30.04.2018 06:23 – Thomas Angeli
Strafverfahren und ein nicht ganz unerheblicher Interessenkonflikt: die letzte Woche brachte einiges zutage. Und sie zeigte: Transparenz ist wichtiger denn je.
Das Geschäft mit der Nummer 18.190 hat das Zeugs, zur Gretchenfrage für das Parlament in Sachen Lobbying zu werden: «Immunität von alt Nationalrat Christian Miesch. Gesuch um Aufhebung», heisst der Titel, und die Geschichte, die sich dahinter verbirgt, ist brisant: Miesch, Gründer und lange Jahre Sekretär der parlamentarischen Gruppe Schweiz – Kasachstan, hatte im April 2015 an den Lobbyisten Thomas Borer eine Rechnung über 4635 Franken gestellt für ein Senioren-GA 1. Klasse. Als Nationalrat besass der Baselbieter SVP-Politiker aber bereits ein vom Bund offeriertes Generalabonnement.

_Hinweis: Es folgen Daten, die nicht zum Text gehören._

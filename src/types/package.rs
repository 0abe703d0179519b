use schemars::JsonSchema;
use serde::{Deserialize, Serialize};
use std::fmt;

/// 包引用：名称 + 可选的版本约束
#[derive(Debug, Clone, PartialEq, Eq, Serialize, Deserialize, JsonSchema)]
pub struct PackageRef {
    /// 包名，例如 `pydantic` 或 `uvicorn[standard]`
    pub name: String,
    /// 版本约束，例如 `==1.10.2`、`>=2,<3`；没有约束时为空
    #[serde(default)]
    pub constraint: Option<String>,
}

impl PackageRef {
    pub fn new(name: impl Into<String>, constraint: Option<String>) -> Self {
        Self {
            name: name.into(),
            constraint,
        }
    }

    /// 从requirements中的一行解析包引用，忽略行内注释和环境标记
    pub fn parse(line: &str) -> Option<Self> {
        let line = line.split('#').next().unwrap_or_default();
        let line = line.split(';').next().unwrap_or_default().trim();
        if line.is_empty() || line.starts_with('-') {
            return None;
        }

        match line.find(|c: char| matches!(c, '=' | '<' | '>' | '!' | '~')) {
            Some(index) => {
                let name = line[..index].trim();
                let constraint: String = line[index..].split_whitespace().collect();
                if name.is_empty() {
                    return None;
                }
                Some(Self::new(name, Some(constraint)))
            }
            None => Some(Self::new(line, None)),
        }
    }

    /// 规范化后的包名（PEP 503），用于判断重复
    pub fn normalized_name(&self) -> String {
        let base = self.name.split('[').next().unwrap_or(&self.name);
        base.to_lowercase().replace(['_', '.'], "-")
    }
}

impl fmt::Display for PackageRef {
    fn fmt(&self, f: &mut fmt::Formatter<'_>) -> fmt::Result {
        match &self.constraint {
            Some(constraint) => write!(f, "{}{}", self.name, constraint),
            None => write!(f, "{}", self.name),
        }
    }
}

/// Query Creator 的产出：涉及的包以及检索语句
#[derive(Debug, Clone, Default, PartialEq, Serialize, Deserialize, JsonSchema)]
pub struct QueryPlan {
    /// 错误涉及的包
    #[serde(default)]
    pub packages: Vec<PackageRef>,
    /// 面向下游检索的查询语句
    #[serde(default)]
    pub queries: Vec<String>,
}

impl QueryPlan {
    /// 包列表的逗号分隔形式，写入会话状态 `packages`
    pub fn package_list(&self) -> String {
        self.packages
            .iter()
            .map(|p| p.to_string())
            .collect::<Vec<_>>()
            .join(", ")
    }
}
use anyhow::Result;
use std::collections::{HashSet, VecDeque};

use super::{CrawlPage, Crawler, PageLink};
use crate::config::CrawlConfig;

/// 自适应爬取参数
#[derive(Debug, Clone, PartialEq)]
pub struct AdaptiveConfig {
    pub max_pages: usize,
    pub confidence_threshold: f64,
    pub top_k_links: usize,
}

impl Default for AdaptiveConfig {
    fn default() -> Self {
        Self {
            max_pages: 3,
            confidence_threshold: 0.7,
            top_k_links: 2,
        }
    }
}

impl From<&CrawlConfig> for AdaptiveConfig {
    fn from(config: &CrawlConfig) -> Self {
        Self {
            max_pages: config.adaptive_max_pages.max(1),
            confidence_threshold: config.adaptive_confidence_threshold,
            top_k_links: config.adaptive_top_k_links,
        }
    }
}

/// 从入口页面出发，沿最相关的链接逐页探索
///
/// 每个页面按查询词覆盖率打分；达到置信度阈值即停止，
/// 否则跟进得分最高的 `top_k_links` 个链接，直到 `max_pages` 用尽。
pub struct AdaptiveExplorer<'a, C: Crawler + ?Sized> {
    crawler: &'a C,
    config: AdaptiveConfig,
}

impl<'a, C: Crawler + ?Sized> AdaptiveExplorer<'a, C> {
    pub fn new(crawler: &'a C, config: AdaptiveConfig) -> Self {
        Self { crawler, config }
    }

    pub async fn explore(&self, start_url: &str, query: &str) -> Result<CrawlPage> {
        let terms = query_terms(query);
        let mut frontier: VecDeque<String> = VecDeque::from([start_url.to_string()]);
        let mut visited: HashSet<String> = HashSet::new();
        let mut best: Option<(f64, CrawlPage)> = None;
        let mut first_failure: Option<CrawlPage> = None;

        while let Some(url) = frontier.pop_front() {
            if visited.len() >= self.config.max_pages {
                break;
            }
            if !visited.insert(url.clone()) {
                continue;
            }

            let page = self.crawler.fetch_page(&url).await?;
            if !page.success {
                tracing::debug!("⚠️ 自适应爬取页面失败: {}", url);
                first_failure.get_or_insert(page);
                continue;
            }

            let confidence = coverage(&terms, &page.markdown);
            tracing::debug!("🧭 {} 置信度 {:.2}", url, confidence);

            for link in rank_links(&terms, &page.links, self.config.top_k_links) {
                if !visited.contains(&link) && !frontier.contains(&link) {
                    frontier.push_back(link);
                }
            }

            let is_better = best
                .as_ref()
                .is_none_or(|(best_score, _)| confidence > *best_score);
            if is_better {
                best = Some((confidence, page));
            }

            if confidence >= self.config.confidence_threshold {
                tracing::debug!("✅ 置信度达到阈值，停止探索");
                break;
            }
        }

        match (best, first_failure) {
            (Some((_, page)), _) => Ok(page),
            (None, Some(failure)) => Ok(failure),
            (None, None) => Ok(CrawlPage::failed(start_url, "no page could be crawled")),
        }
    }
}

fn tokenize(text: &str) -> HashSet<String> {
    text.split(|c: char| !c.is_alphanumeric())
        .filter(|w| w.len() > 2)
        .map(str::to_lowercase)
        .collect()
}

fn query_terms(query: &str) -> HashSet<String> {
    tokenize(query)
}

/// 查询词在文本中的覆盖率，取值 0..=1
pub(crate) fn coverage(terms: &HashSet<String>, text: &str) -> f64 {
    if terms.is_empty() {
        return 0.0;
    }
    let words = tokenize(text);
    let matched = terms
        .iter()
        .filter(|term| words.iter().any(|w| w.starts_with(term.as_str())))
        .count();
    matched as f64 / terms.len() as f64
}

/// 按链接地址与文字中的查询词重合度选出前 `k` 个链接
fn rank_links(terms: &HashSet<String>, links: &[PageLink], k: usize) -> Vec<String> {
    let mut scored: Vec<(usize, &PageLink)> = links
        .iter()
        .filter(|link| link.href.starts_with("http"))
        .map(|link| {
            let words = tokenize(&format!("{} {}", link.href, link.text));
            let score = terms.iter().filter(|t| words.contains(*t)).count();
            (score, link)
        })
        .filter(|(score, _)| *score > 0)
        .collect();
    // 稳定排序保留页面内原有顺序
    scored.sort_by(|a, b| b.0.cmp(&a.0));
    scored
        .into_iter()
        .take(k)
        .map(|(_, link)| link.href.clone())
        .collect()
}

#[cfg(test)]
mod tests {
    use super::*;
    use async_trait::async_trait;
    use std::collections::HashMap;
    use std::sync::Mutex;

    /// 预置页面的爬取服务，记录访问顺序
    struct SiteMap {
        pages: HashMap<String, CrawlPage>,
        visited: Mutex<Vec<String>>,
    }

    impl SiteMap {
        fn new(pages: Vec<CrawlPage>) -> Self {
            Self {
                pages: pages.into_iter().map(|p| (p.url.clone(), p)).collect(),
                visited: Mutex::new(Vec::new()),
            }
        }

        fn visited(&self) -> Vec<String> {
            self.visited.lock().unwrap().clone()
        }
    }

    #[async_trait]
    impl Crawler for SiteMap {
        fn name(&self) -> &'static str {
            "sitemap"
        }

        async fn fetch_page(&self, url: &str) -> Result<CrawlPage> {
            self.visited.lock().unwrap().push(url.to_string());
            Ok(self
                .pages
                .get(url)
                .cloned()
                .unwrap_or_else(|| CrawlPage::failed(url, "404")))
        }
    }

    fn link(href: &str, text: &str) -> PageLink {
        PageLink {
            href: href.to_string(),
            text: text.to_string(),
        }
    }

    const QUERY: &str = "dependency conflicts version requirements";

    #[tokio::test]
    async fn test_stops_when_start_page_is_confident() {
        let site = SiteMap::new(vec![
            CrawlPage::ok(
                "https://a/start",
                "This page lists version requirements and dependency conflicts.",
            )
            .with_links(vec![link("https://a/other", "version notes")]),
        ]);

        let page = AdaptiveExplorer::new(&site, AdaptiveConfig::default())
            .explore("https://a/start", QUERY)
            .await
            .unwrap();
        assert_eq!(page.url, "https://a/start");
        assert_eq!(site.visited(), vec!["https://a/start"]);
    }

    #[tokio::test]
    async fn test_follows_relevant_links_and_returns_best_page() {
        let site = SiteMap::new(vec![
            CrawlPage::ok("https://a/start", "Welcome to the project home page.").with_links(vec![
                link("https://a/blog", "Blog"),
                link("https://a/install", "Installation requirements"),
                link("https://a/compat", "Version compatibility"),
            ]),
            CrawlPage::ok("https://a/install", "Installation requirements: python 3.9"),
            CrawlPage::ok(
                "https://a/compat",
                "Version requirements matrix; dependency conflicts explained.",
            ),
        ]);

        let page = AdaptiveExplorer::new(&site, AdaptiveConfig::default())
            .explore("https://a/start", QUERY)
            .await
            .unwrap();

        assert_eq!(page.url, "https://a/compat");
        assert!(!site.visited().contains(&"https://a/blog".to_string()));
        assert!(site.visited().len() <= 3);
    }

    #[tokio::test]
    async fn test_respects_max_pages() {
        let site = SiteMap::new(vec![
            CrawlPage::ok("https://a/1", "nothing").with_links(vec![link("https://a/2", "version")]),
            CrawlPage::ok("https://a/2", "nothing").with_links(vec![link("https://a/3", "version")]),
            CrawlPage::ok("https://a/3", "nothing").with_links(vec![link("https://a/4", "version")]),
        ]);
        let config = AdaptiveConfig {
            max_pages: 2,
            ..AdaptiveConfig::default()
        };

        AdaptiveExplorer::new(&site, config)
            .explore("https://a/1", QUERY)
            .await
            .unwrap();
        assert_eq!(site.visited(), vec!["https://a/1", "https://a/2"]);
    }

    #[tokio::test]
    async fn test_failed_start_page_is_returned() {
        let site = SiteMap::new(vec![]);
        let page = AdaptiveExplorer::new(&site, AdaptiveConfig::default())
            .explore("https://missing", QUERY)
            .await
            .unwrap();
        assert!(!page.success);
        assert_eq!(page.url, "https://missing");
    }

    #[test]
    fn test_coverage() {
        let terms = query_terms(QUERY);
        assert_eq!(coverage(&terms, ""), 0.0);
        assert_eq!(coverage(&terms, "Dependency conflicts, version requirements"), 1.0);
        assert!((coverage(&terms, "versions only") - 0.25).abs() < 1e-9);
    }
}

Borer war zu dieser Zeit als Lobbyist für Kasachstan tätig – angeblich für ein Monatshonorar von 30 000 Dollar.
Als der «Tages-Anzeiger» diese Rechnung publik machte, wiegelten sowohl Miesch als auch Borer zuerst ab – um dann einzuräumen, dass es eine solche Rechnung gegeben habe, das Geld geflossen sei und dass es Nationalrat Miesch schliesslich zurückbezahlt habe. Nun aber interessiert sich die Bundesanwaltschaft für den Vorgang. Das Gesuch um Aufhebung von Mieschs parlamentarischer Immunität kommt von ihr, wie sie einen Bericht des «Tagesanzeigers» bestätigte. Stimmen die Immunitätskommission von beiden Räten zu, sieht sich der alt Nationalrat möglicherweise mit ein paar unangenehmen Fragen konfrontiert.
Soweit ist ein anderes Verfahren noch nicht. Der «Beobachter» vermeldete letzte Woche jedoch, dass sich die Staatsanwaltschaft Aargau für eine Reise nach Schweden und Deutschland interessiert, zu der die Nagra Parlamentarierinnen und Parlamentarier eingeladen hat, und bei der die Nagra alle Kosten trägt. Aufgrund einer anonymen Anzeige klärt die Staatsanwaltschaft jetzt die Zuständigkeit ab und prüft, ob die Bundesanwaltschaft diesen Fall übernehmen soll.
Das dritte Ereignis letzte Woche: ein Interessenskonflikt der besonderen Art bei CVP-Ständerat Stefan Engler. Der ehemalige Bündner Regierungsrat und Baudirektor ist Verwaltungsratspräsident der Baufirma Lazzarini AG und der Rhätischen Bahn (RhB). Nun büsste aber die Wettbewerbskommission letzte Woche die Lazzarini AG und sechs weitere Bauunternehmen mit 7.5 Millionen Franken wegen eines in der Schweiz bisher einzigartigen Kartells (die «Republik» rollte den Fall in einer bemerkenswerten Recherche auf). Engler will als Baudirektor nichts von der Sache mitbekommen haben – und sitzt jetzt als Verwaltungsratspräsident sowohl bei einem der Gebüssten (Lazzarini AG) als auch bei einer potentiell Betrogenen (der RhB).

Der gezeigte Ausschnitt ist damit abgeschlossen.